CS190 Scalable Machine Learning Spark - Introduction Spark
標籤(空格分隔): Spark ML
RDDs
• Two types of operations: transformations and actions
• Transformations are lazy (not computed immediately)
• Transformed RDD is executed when action runs on it
• Persist (cache) RDDs in memory or disk
Working with RDDs
• Create an RDD from a data source:
• Apply transformations to an RDD: map filter
• Apply actions to an RDD: collect count
Some Transformations
Transformation | Description |
---|---|
map(func) | return a new distributed dataset formed by passing each element of the source through a function func |
filter(func) | return a new dataset formed by selecting those elements of the source on which func returns true |
distinct([numTasks])) | return a new dataset that contains the distinct elements of the source dataset |
flatMap(func) | similar to map, but each input item can be mapped to 0 or more output items (so func should return a Seq rather than a single item) |
例子:
>>> rdd = sc.parallelize([1, 2, 3, 4])
>>> rdd.map(lambda x: x * 2)
RDD: [1, 2, 3, 4] → [2, 4, 6, 8]
>>> rdd.filter(lambda x: x % 2 == 0)
RDD: [1, 2, 3, 4] → [2, 4]
>>> rdd2 = sc.parallelize([1, 4, 2, 2, 3])
>>> rdd2.distinct()
RDD: [1, 4, 2, 2, 3] → [1, 4, 2, 3]
>>> rdd = sc.parallelize([1, 2, 3])
>>> rdd.Map(lambda x: [x, x+5])
RDD: [1, 2, 3] → [[1, 6], [2, 7], [3, 8]]

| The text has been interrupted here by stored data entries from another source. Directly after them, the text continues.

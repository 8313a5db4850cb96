//! Session management for StreamRelay.
//!
//! Maps a chat user to the backend conversation they are currently in.
//! Mappings expire a fixed time after the last completed turn; expiry is
//! lazy and enforced on read.  Storage is pluggable through
//! [`SessionBackend`].

pub mod backend;
pub mod file;
pub mod store;

pub use backend::{MemoryBackend, SessionBackend};
pub use file::FileBackend;
pub use store::{SessionRecord, SessionStore};
//! One streaming turn, start to finish.
//!
//! Opens the backend stream, sends a card, feeds events through the
//! [`TurnReader`] while the drain loop refreshes the card, then writes the
//! complete answer to the card and logs the question.

use std::future::Future;
use std::sync::Arc;
use std::time::{Duration, Instant};

use futures_util::StreamExt;
use tokio::task::JoinHandle;
use tokio_util::task::TaskTracker;

use sr_backend::{ChatRequest, ConversationBackend};
use sr_domain::config::PipelineConfig;
use sr_domain::error::{Error, Result};
use sr_domain::stream::{BoxStream, StreamingEvent};
use sr_domain::trace::TraceEvent;
use sr_sessions::SessionStore;

use super::drain::{DrainReport, UpdateDrain};
use super::pipeline::PipelineHandle;
use super::queue::{TurnHandler, TurnJob};
use super::reader::{Step, TurnReader};
use crate::services::{AuditRecord, AuditSink};
use crate::surface::{push_update, CardContent, CardSurface};

// ━━━━━━━━━━━━━━━━━━━━━━━━━━━━━━━━━━━━━━━━━━━━━━━━━━━━━━━━━━━━━━━━━━
// Settings + outcome
// ━━━━━━━━━━━━━━━━━━━━━━━━━━━━━━━━━━━━━━━━━━━━━━━━━━━━━━━━━━━━━━━━━━

#[derive(Debug, Clone)]
pub struct TurnSettings {
    pub tick_interval: Duration,
    /// Deadline for the whole turn: stream open, card send and reading.
    /// `None` lets a turn run as long as the backend keeps streaming.
    pub turn_timeout: Option<Duration>,
    /// Card text shown when a turn fails after its card was sent.
    pub error_text: String,
}

impl TurnSettings {
    pub fn from_config(cfg: &PipelineConfig) -> Self {
        Self {
            tick_interval: cfg.tick_interval(),
            turn_timeout: cfg.turn_timeout(),
            error_text: cfg.error_text.clone(),
        }
    }
}

/// How a successful turn ended.
#[derive(Debug, Clone, Copy, PartialEq, Eq)]
pub enum Completion {
    /// The backend sent `message_end`.
    MessageEnd,
    /// The stream ended without a terminal event.
    StreamExhausted,
}

#[derive(Debug, Clone)]
pub struct TurnOutcome {
    pub card_id: String,
    pub answer: String,
    /// The user's conversation after the turn.
    pub conversation_id: Option<String>,
    pub completion: Completion,
    /// Intermediate card updates started by the drain loop.
    pub updates_dispatched: usize,
    pub duration: Duration,
}

// ━━━━━━━━━━━━━━━━━━━━━━━━━━━━━━━━━━━━━━━━━━━━━━━━━━━━━━━━━━━━━━━━━━
// Runner
// ━━━━━━━━━━━━━━━━━━━━━━━━━━━━━━━━━━━━━━━━━━━━━━━━━━━━━━━━━━━━━━━━━━

pub struct TurnRunner {
    backend: Arc<dyn ConversationBackend>,
    sessions: Arc<SessionStore>,
    surface: Arc<dyn CardSurface>,
    audit: Option<Arc<dyn AuditSink>>,
    settings: TurnSettings,
}

impl TurnRunner {
    pub fn new(
        backend: Arc<dyn ConversationBackend>,
        sessions: Arc<SessionStore>,
        surface: Arc<dyn CardSurface>,
        audit: Option<Arc<dyn AuditSink>>,
        settings: TurnSettings,
    ) -> Self {
        Self {
            backend,
            sessions,
            surface,
            audit,
            settings,
        }
    }

    pub async fn run(&self, job: &TurnJob) -> Result<TurnOutcome> {
        let started = Instant::now();

        let conversation_id = match job.conversation_id.clone().filter(|c| !c.is_empty()) {
            Some(c) => Some(c),
            None => self.sessions.get(&job.user_id),
        };
        let req = ChatRequest::new(job.user_id.clone(), job.query.clone())
            .with_conversation(conversation_id.clone());

        let deadline = self
            .settings
            .turn_timeout
            .map(|limit| (tokio::time::Instant::now() + limit, limit));

        // ── 1. Open the stream (no card yet) ──────────────────────────
        let mut events = match within(deadline, self.backend.stream_chat(&req)).await {
            Ok(events) => events,
            Err(e) => {
                tracing::error!(user_id = %job.user_id, error = %e, "backend stream failed to open");
                let outcome = match e {
                    Error::Timeout(_) => "timeout",
                    _ => "backend_unavailable",
                };
                finished(job, outcome, 0, 0, started);
                return Err(e);
            }
        };

        // ── 2. Card + drain loop ──────────────────────────────────────
        let card_id = uuid::Uuid::new_v4().to_string();
        let (pipeline, mailbox) = PipelineHandle::new();
        let pipeline = Arc::new(pipeline);
        let tracker = TaskTracker::new();
        let drain = UpdateDrain {
            card_id: card_id.clone(),
            period: self.settings.tick_interval,
            surface: self.surface.clone(),
            tracker: tracker.clone(),
        }
        .spawn(mailbox, pipeline.close_signal());

        TraceEvent::TurnStarted {
            user_id: job.user_id.clone(),
            card_id: card_id.clone(),
            has_conversation: conversation_id.is_some(),
        }
        .emit();

        if let Err(e) = within(deadline, self.surface.send_card(&card_id, &job.reply)).await {
            tracing::error!(card_id = %card_id, error = %e, "sending card failed");
            wind_down(&pipeline, drain, &tracker).await;
            finished(job, "card_failed", 0, 0, started);
            return Err(e);
        }

        // ── 3. Read events ────────────────────────────────────────────
        let mut reader = TurnReader::new(job.user_id.clone(), pipeline.clone(), self.sessions.clone());
        let result = within(deadline, read_events(&mut reader, &mut events)).await;
        drop(events);

        // ── 4. Stop refreshes before the last write ───────────────────
        let report = wind_down(&pipeline, drain, &tracker).await;

        match result {
            Ok(completion) => {
                let answer = reader.into_answer();
                push_update(
                    self.surface.as_ref(),
                    &card_id,
                    &CardContent::final_answer(answer.clone()),
                )
                .await;

                let conversation_id = self.sessions.get(&job.user_id);
                if let Some(audit) = &self.audit {
                    record_audit(audit.as_ref(), job, &answer, conversation_id.as_deref()).await;
                }

                finished(job, "completed", answer.chars().count(), report.dispatched, started);
                Ok(TurnOutcome {
                    card_id,
                    answer,
                    conversation_id,
                    completion,
                    updates_dispatched: report.dispatched,
                    duration: started.elapsed(),
                })
            }
            Err(e) => {
                let outcome = match &e {
                    Error::BackendEvent(_) => "backend_error",
                    Error::Timeout(_) => "timeout",
                    _ => "stream_error",
                };
                if matches!(e, Error::BackendEvent(_) | Error::Timeout(_)) {
                    push_update(
                        self.surface.as_ref(),
                        &card_id,
                        &CardContent::failed(self.settings.error_text.clone()),
                    )
                    .await;
                }
                tracing::warn!(user_id = %job.user_id, card_id = %card_id, error = %e, "turn failed");
                finished(
                    job,
                    outcome,
                    reader.answer().as_str().chars().count(),
                    report.dispatched,
                    started,
                );
                Err(e)
            }
        }
    }
}

#[async_trait::async_trait]
impl TurnHandler for TurnRunner {
    async fn handle(&self, job: TurnJob) {
        match self.run(&job).await {
            Ok(outcome) => tracing::info!(
                user_id = %job.user_id,
                card_id = %outcome.card_id,
                answer_chars = outcome.answer.chars().count(),
                updates = outcome.updates_dispatched,
                duration_ms = outcome.duration.as_millis() as u64,
                "turn completed"
            ),
            Err(e) => tracing::warn!(user_id = %job.user_id, error = %e, "turn aborted"),
        }
    }
}

// ── helpers ──────────────────────────────────────────────────────────

/// Run `fut` until the turn deadline, if there is one.
async fn within<T>(
    deadline: Option<(tokio::time::Instant, Duration)>,
    fut: impl Future<Output = Result<T>>,
) -> Result<T> {
    let Some((at, limit)) = deadline else {
        return fut.await;
    };
    tokio::time::timeout_at(at, fut)
        .await
        .unwrap_or_else(|_| Err(Error::Timeout(format!("turn exceeded {}s", limit.as_secs()))))
}

async fn read_events(
    reader: &mut TurnReader,
    events: &mut BoxStream<'static, Result<StreamingEvent>>,
) -> Result<Completion> {
    while let Some(item) = events.next().await {
        let event = item?;
        if let Step::Completed { .. } = reader.handle(&event)? {
            return Ok(Completion::MessageEnd);
        }
    }
    Ok(Completion::StreamExhausted)
}

/// Close the pipeline, wait for the drain loop and for every update it
/// started.  Nothing it dispatched can land after this returns.
async fn wind_down(
    pipeline: &PipelineHandle,
    drain: JoinHandle<DrainReport>,
    tracker: &TaskTracker,
) -> DrainReport {
    pipeline.close();
    let report = drain.await.unwrap_or_else(|e| {
        tracing::warn!(error = %e, "drain loop task failed");
        DrainReport::default()
    });
    tracker.close();
    tracker.wait().await;
    report
}

async fn record_audit(
    audit: &dyn AuditSink,
    job: &TurnJob,
    answer: &str,
    conversation_id: Option<&str>,
) {
    let record = AuditRecord {
        name: job.user_name.clone(),
        query: job.query.clone(),
        reply: answer.to_owned(),
        user_id: job.user_id.clone(),
        session_id: conversation_id.unwrap_or_default().to_owned(),
        chat_type: job.reply.chat_type.code(),
    };
    let result = audit.record(&record).await;
    if let Err(ref e) = result {
        tracing::warn!(user_id = %job.user_id, error = %e, "question log write failed");
    }
    TraceEvent::AuditRecorded {
        user_id: job.user_id.clone(),
        ok: result.is_ok(),
    }
    .emit();
}

fn finished(job: &TurnJob, outcome: &str, answer_chars: usize, updates: usize, started: Instant) {
    TraceEvent::TurnFinished {
        user_id: job.user_id.clone(),
        outcome: outcome.to_owned(),
        answer_chars,
        updates_dispatched: updates,
        duration_ms: started.elapsed().as_millis() as u64,
    }
    .emit();
}
use serde::{Deserialize, Serialize};
use std::time::Duration;

// ━━━━━━━━━━━━━━━━━━━━━━━━━━━━━━━━━━━━━━━━━━━━━━━━━━━━━━━━━━━━━━━━━━
// Chat front-end (card surface)
// ━━━━━━━━━━━━━━━━━━━━━━━━━━━━━━━━━━━━━━━━━━━━━━━━━━━━━━━━━━━━━━━━━━

/// How answers are delivered back to the chat front-end.
#[derive(Debug, Clone, Serialize, Deserialize)]
pub struct FrontendConfig {
    #[serde(default)]
    pub output_mode: OutputMode,
    /// Base URL of the card bridge that talks to the chat platform.
    #[serde(default = "d_bridge_url")]
    pub bridge_url: String,
    /// Robot identifier forwarded with new cards.
    #[serde(default)]
    pub robot_code: Option<String>,
    /// Title shown on cards while an answer is still streaming.
    #[serde(default = "d_card_title")]
    pub card_title: String,
    /// Inbound message types that are relayed.
    #[serde(default = "d_supported_types")]
    pub supported_types: Vec<String>,
    /// Per-call timeout for card sends and updates.
    #[serde(default = "d_5000")]
    pub update_timeout_ms: u64,
    #[serde(default = "d_unsupported_text")]
    pub unsupported_text: String,
    #[serde(default = "d_no_permission_text")]
    pub no_permission_text: String,
    #[serde(default = "d_internal_error_text")]
    pub internal_error_text: String,
}

impl Default for FrontendConfig {
    fn default() -> Self {
        Self {
            output_mode: OutputMode::Stream,
            bridge_url: d_bridge_url(),
            robot_code: None,
            card_title: d_card_title(),
            supported_types: d_supported_types(),
            update_timeout_ms: 5000,
            unsupported_text: d_unsupported_text(),
            no_permission_text: d_no_permission_text(),
            internal_error_text: d_internal_error_text(),
        }
    }
}

impl FrontendConfig {
    pub fn update_timeout(&self) -> Duration {
        Duration::from_millis(self.update_timeout_ms)
    }

    pub fn supports(&self, msgtype: &str) -> bool {
        self.supported_types.iter().any(|t| t == msgtype)
    }
}

#[derive(Debug, Clone, Copy, Default, PartialEq, Eq, Serialize, Deserialize)]
#[serde(rename_all = "snake_case")]
pub enum OutputMode {
    /// Send a card and refresh it while the answer streams in.
    #[default]
    Stream,
    /// Blocking call, answer replied as plain text.
    Text,
    /// Blocking call, answer replied as markdown.
    Markdown,
}

fn d_bridge_url() -> String {
    "http://127.0.0.1:8090".into()
}
fn d_card_title() -> String {
    "Streaming answer".into()
}
fn d_supported_types() -> Vec<String> {
    vec!["text".into(), "audio".into(), "picture".into()]
}
fn d_5000() -> u64 {
    5000
}
fn d_unsupported_text() -> String {
    "Unsupported message format.".into()
}
fn d_no_permission_text() -> String {
    "Sorry, you do not have basic permission. Please apply for access.".into()
}
fn d_internal_error_text() -> String {
    "Internal server error.".into()
}

#[cfg(test)]
mod tests {
    use super::*;

    #[test]
    fn default_supports_text_audio_picture() {
        let cfg = FrontendConfig::default();
        assert!(cfg.supports("text"));
        assert!(cfg.supports("audio"));
        assert!(cfg.supports("picture"));
        assert!(!cfg.supports("file"));
    }

    #[test]
    fn output_mode_parses_snake_case() {
        let cfg: FrontendConfig = toml::from_str(r#"output_mode = "markdown""#).unwrap();
        assert_eq!(cfg.output_mode, OutputMode::Markdown);
    }
}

>>> rdd.flatMap(lambda x: [x, x+5])
RDD: [1, 2, 3] → [1, 6, 2, 7, 3, 8]
Spark Actions
• Cause Spark to execute recipe to transform source
• Mechanism for getting results out of Spark
Action | Description |
---|---|
reduce(func) | aggregate dataset’s elements using function func.func takes two arguments and returns one, and is commutative and associative so that it can be computed correctly in parallel |
take(n) | return an array with the first n elements collect() return all the elements as an array WARNING: make sure will fit in driver program |
takeOrdered(n, key=func) | return n elements ordered in ascending order or as specified by the optional key function |
例子
>>> rdd = sc.parallelize([1, 2, 3])
>>> rdd.reduce(lambda a, b: a * b)
Value: 6
#(1 * 2 * 3)
>>> rdd.take(2)
Value: [1,2] # as list
>>> rdd.collect()
Value: [1,2,3] # as list
>>> rdd = sc.parallelize([5,3,1,2])
>>> rdd.takeOrdered(3, lambda s: -1 * s)
Value: [5,3,2] # as list
.count()
.cache()
lines = sc.textFile("...", 4)
lines.cache() # save, don't recompute!
comments = lines.filter(isComment)
print lines.count(),comments.count()
Spark Program Lifecycle
- Create RDDs from external data or parallelize a collection in your driver program
- Lazily transform them into new RDDs
- cache() some RDDs for reuse
- Perform actions to execute parallel computation and produce results
Key-Value RDDs
Key-Value Transformation | Description |
---|---|
reduceByKey(func) | return a new distributed dataset of (K, V) pairs where the values for each key are aggregated using the given reduce function func, which must be of type (V,V) => V |
sortByKey() | return a new dataset (K, V) pairs sorted by keys in ascending order |
groupByKey() | return a new dataset of (K, Iterable<V>) pairs |
! 使用groupByKey()是要注意,可能需要大量資料在網路中移動,同時生成的list可能非常大,導致worker記憶體耗盡
>>> rdd = sc.parallelize([(1,2), (3,4), (3,6)])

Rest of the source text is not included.